On the Museum Ghosts of Prague

And then into the museum, a shadowy foyer with a tightly spiraled boat's stair leading up to the exhibit. 
                Some travelers reviewed this place as "quirky"—a word I have come to hate, not only because it's been tagged to my work in the past as a kind of dismissal, but also because in general it condescends to the pure strangeness of things.  Here initial letters and manuscripts from Kafka's ancestors—of course the oppressive and intimidating father among them prominently—and a family tree illustrated with photographs and other portraits receding as you followed back to the family origins in the 17th century, obscure ancestors of Baroque Prague, the faces leading up to Kafka himself and the childhood portraits of his three lovely sisters—Ottla, Elli, and Valli, their lines ending abruptly at Chelmno and Auschwitz.  This display circles a small, makeshift theatre, a classroom screen, five folding chairs in front of it. 
                On the screen, early films of Prague cascade and ripple as though you were watching the city through water.  Recognizable buildings emerge from the light—St. Vitus', the Astronomical Clock, the buildings that frame the Old Town Square –but not in the light that we had been seeing them over the past three days, the beautiful architectural "sights" and "vistas".  Instead, they formed the circumference of an oppressive round followed by the child Kafka to and from school. 

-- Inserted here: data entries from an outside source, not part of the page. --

// SPDX-License-Identifier: Apache-2.0

//! Safe, parametrized single-row lookups.

pub mod dialect;
pub mod lookup;

pub use dialect::SqlDialect;
pub use lookup::{LookupQuery, RenderedLookup};
#![allow(dead_code)]

use std::sync::atomic::{AtomicUsize, Ordering};
use std::sync::Arc;
use std::time::Duration;

use async_trait::async_trait;

use assumption_gate_lib::auth::{AllowListEntry, AuthGate};
use assumption_gate_lib::engine::{RowStore, SqliteRowStore};
use assumption_gate_lib::interceptor::AuditRecorder;
use assumption_gate_lib::AppState;
use gate_core::{GateResult, Row};
use gate_query::{LookupQuery, SqlDialect};

pub const CALLER: &str = "10.0.0.5";
pub const KEY: &str = "9f86d081884c7d659a2feaa0c55ad015a3bf4f1b2b0b822cd15d6c15b0f00a08";
pub const OTHER_KEY: &str = "0000000000000000000000000000000000000000000000000000000000000000";

/// Row store wrapper that counts lookups
pub struct CountingStore {
    inner: SqliteRowStore,
    calls: AtomicUsize,
}

impl CountingStore {
    pub fn calls(&self) -> usize {
        self.calls.load(Ordering::SeqCst)
    }
}

#[async_trait]
impl RowStore for CountingStore {
    fn driver_id(&self) -> &'static str {
        self.inner.driver_id()
    }

    fn dialect(&self) -> SqlDialect {
        self.inner.dialect()
    }

    async fn fetch_one(&self, query: &LookupQuery) -> GateResult<Option<Row>> {
        self.calls.fetch_add(1, Ordering::SeqCst);
        self.inner.fetch_one(query).await
    }

    async fn ping(&self) -> GateResult<()> {
        self.inner.ping().await
    }

    async fn close(&self) {
        self.inner.close().await
    }
}

pub async fn seeded_store() -> Arc<CountingStore> {
    let inner = SqliteRowStore::connect("sqlite::memory:", 1).await.unwrap();
    sqlx::query(
        "CREATE TABLE osc_payment_contract (OXID TEXT PRIMARY KEY, OXSTATE TEXT, OXAMOUNT REAL, OXNOTE TEXT)",
    )
    .execute(inner.pool())
    .await
    .unwrap();
    sqlx::query(
        "INSERT INTO osc_payment_contract VALUES \
         ('c-1', 'committed', 99.5, NULL), \
         ('c-2', 'pending', 10, 'Paid by Invoice')",
    )
    .execute(inner.pool())
    .await
    .unwrap();

    Arc::new(CountingStore {
        inner,
        calls: AtomicUsize::new(0),
    })
}

pub fn allow_list() -> AuthGate {
    AuthGate::new(vec![
        AllowListEntry::new(CALLER, KEY, "ci").unwrap(),
        AllowListEntry::new("192.168.1.0/24", OTHER_KEY, "lab").unwrap(),
    ])
}

pub fn app_state(store: Arc<CountingStore>, audit: Arc<AuditRecorder>, enabled: bool) -> AppState {
    AppState::new(enabled, allow_list(), store, audit, Duration::from_secs(2))
}
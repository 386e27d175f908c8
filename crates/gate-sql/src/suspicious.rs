//! Suspicious-pattern detection
//!
//! Raw string values (the expected value and filter values) are bound as
//! parameters and can never change the shape of a lookup. They are still
//! scanned for the usual injection fingerprints so the audit trail shows who
//! is probing. Matches are a signal only and never block a request.

use std::sync::OnceLock;

use regex::Regex;

struct SuspiciousPattern {
    name: &'static str,
    regex: Regex,
}

fn patterns() -> &'static [SuspiciousPattern] {
    static PATTERNS: OnceLock<Vec<SuspiciousPattern>> = OnceLock::new();
    PATTERNS.get_or_init(|| {
        [
            ("line_comment", r"--|#"),
            ("block_comment", r"/\*|\*/"),
            ("union_select", r"(?i)\bunion\b(\s+all)?\s+select\b"),
            ("stacked_statement", r"(?i);\s*(select|insert|update|delete|drop|create|alter|truncate)\b"),
            ("tautology", r#"(?i)['"\s]or\s+['"]?\w+['"]?\s*=\s*['"]?\w+"#),
            ("time_delay", r"(?i)\b(sleep|benchmark|pg_sleep|waitfor\s+delay)\b"),
            ("schema_probe", r"(?i)\binformation_schema\b"),
        ]
        .into_iter()
        .map(|(name, pattern)| SuspiciousPattern {
            name,
            regex: Regex::new(pattern).expect("suspicious pattern is valid"),
        })
        .collect()
    })
}

/// Returns the names of every suspicious pattern found in `value`.
pub fn detect_suspicious(value: &str) -> Vec<&'static str> {
    patterns()
        .iter()
        .filter(|pattern| pattern.regex.is_match(value))
        .map(|pattern| pattern.name)
        .collect()
}

/// Scans several values and returns the de-duplicated pattern names.
pub fn detect_suspicious_in<'a>(values: impl IntoIterator<Item = &'a str>) -> Vec<&'static str> {
    let mut found: Vec<&'static str> = Vec::new();
    for value in values {
        for name in detect_suspicious(value) {
            if !found.contains(&name) {
                found.push(name);
            }
        }
    }
    found
}
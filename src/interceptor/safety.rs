// SPDX-License-Identifier: Apache-2.0

//! Suspicious-value annotation
//!
//! Collects the raw string values of an assumption (the expected value and
//! every filter value) and reports which injection fingerprints they carry.
//! The result only decorates audit entries.

use serde_json::Value as JsonValue;

use gate_core::{Assumption, Value};
use gate_sql::detect_suspicious_in;

/// Fingerprints found in a parsed assumption's string values
pub fn scan_assumption(assumption: &Assumption) -> Vec<String> {
    let values = std::iter::once(&assumption.expected_value)
        .chain(assumption.filter.iter().map(|(_, value)| value))
        .filter_map(Value::as_str);

    detect_suspicious_in(values)
        .into_iter()
        .map(str::to_string)
        .collect()
}

/// Fingerprints found anywhere in a raw payload's string values.
///
/// Used when the payload failed validation, so there is no parsed
/// assumption to scan.
pub fn scan_payload(payload: &JsonValue) -> Vec<String> {
    let mut strings = Vec::new();
    collect_strings(payload, &mut strings);
    detect_suspicious_in(strings)
        .into_iter()
        .map(str::to_string)
        .collect()
}

fn collect_strings<'a>(value: &'a JsonValue, out: &mut Vec<&'a str>) {
    match value {
        JsonValue::String(s) => out.push(s),
        JsonValue::Array(items) => items.iter().for_each(|item| collect_strings(item, out)),
        JsonValue::Object(map) => map.iter().for_each(|(key, item)| {
            out.push(key);
            collect_strings(item, out);
        }),
        JsonValue::Null | JsonValue::Bool(_) | JsonValue::Number(_) => {}
    }
}

#[cfg(test)]
mod tests {
    use super::*;
    use serde_json::json;

    #[test]
    fn scans_expected_and_filter_values() {
        let assumption = Assumption {
            table: "oxorder".to_string(),
            field: "OXSTATE".to_string(),
            expected_value: Value::from("x' UNION SELECT 1 --"),
            operator: "==".to_string(),
            filter: vec![("OXID".to_string(), Value::from("1; DROP TABLE oxuser"))],
        };
        let found = scan_assumption(&assumption);
        assert!(found.contains(&"union_select".to_string()));
        assert!(found.contains(&"line_comment".to_string()));
        assert!(found.contains(&"stacked_statement".to_string()));
    }

    #[test]
    fn clean_assumption_has_no_findings() {
        let assumption = Assumption {
            table: "t".to_string(),
            field: "f".to_string(),
            expected_value: Value::Int(3),
            operator: "==".to_string(),
            filter: vec![("id".to_string(), Value::from("c-1"))],
        };
        assert!(scan_assumption(&assumption).is_empty());
    }

    #[test]
    fn payload_scan_includes_keys() {
        let payload = json!({"assumption": {"t.f UNION SELECT x": "v"}});
        assert_eq!(scan_payload(&payload), vec!["union_select".to_string()]);
    }
}
// SPDX-License-Identifier: Apache-2.0

//! Credential validation and provisioning
//!
//! Credentials are 32 random bytes rendered as 64 hex characters. Comparison
//! goes through `subtle` so its running time does not depend on where the
//! first mismatching byte sits.

use rand::rngs::OsRng;
use rand::RngCore;
use subtle::ConstantTimeEq;

use gate_core::{GateError, GateResult};

/// Length of a credential in hex characters.
pub const CREDENTIAL_HEX_LEN: usize = 64;

const CREDENTIAL_BYTES: usize = CREDENTIAL_HEX_LEN / 2;

/// True if `candidate` is exactly 64 hex characters (any case).
pub fn is_valid_format(candidate: &str) -> bool {
    candidate.len() == CREDENTIAL_HEX_LEN && candidate.bytes().all(|b| b.is_ascii_hexdigit())
}

/// Compares a provided credential against the expected one.
///
/// A malformed `provided` fails fast with [`GateError::InvalidCredentialFormat`];
/// the format of a credential is not secret. Well-formed credentials are
/// compared case-insensitively in constant time.
pub fn validate(provided: &str, expected: &str) -> GateResult<bool> {
    if !is_valid_format(provided) {
        return Err(GateError::InvalidCredentialFormat);
    }

    let provided = provided.to_ascii_lowercase();
    let expected = expected.to_ascii_lowercase();
    Ok(bool::from(provided.as_bytes().ct_eq(expected.as_bytes())))
}

/// Generates a fresh credential from the operating system's CSPRNG.
pub fn generate() -> String {
    let mut bytes = [0u8; CREDENTIAL_BYTES];
    OsRng.fill_bytes(&mut bytes);
    bytes.iter().map(|b| format!("{:02x}", b)).collect()
}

I did a walk like that myself—or one of the same distance—but hardly through beautiful and narrow Baroque streets. Mine was over desolate, working-class suburban terrain., but the desolation was external for that time and for a few years following, a span in which I felt celebrated and loved, lacking the genius and insight of young Kafka, his nerve-end sense of the nuanced, atmospheric menace of his home life. Later he would write of this almost preternaturally beautiful city, in language that appeared on the provisional screen in front of me: Prague doesn’t let go of us. This mother has claws. We have to submit or –. We would have to set fire to it in two places, at Vyšehrad and at the Prague Castle, then we might get away
I wondered how anyone could want to burn this city in order to leave it entirely.  It seems impossible until you think of your own town, its particular pull and drain on its every inhabitant, no more or less in these cities than in any others, no more extraordinary because you are the young it has tried to eat, you are the one confined and injured by its custom.  Is it every city, every home, that celebrates the wrong children while wronging the ones it overlooks?  Or does it wrong the ones its celebrates, limning them in a tight circle whose outer edge is its own castles and high places?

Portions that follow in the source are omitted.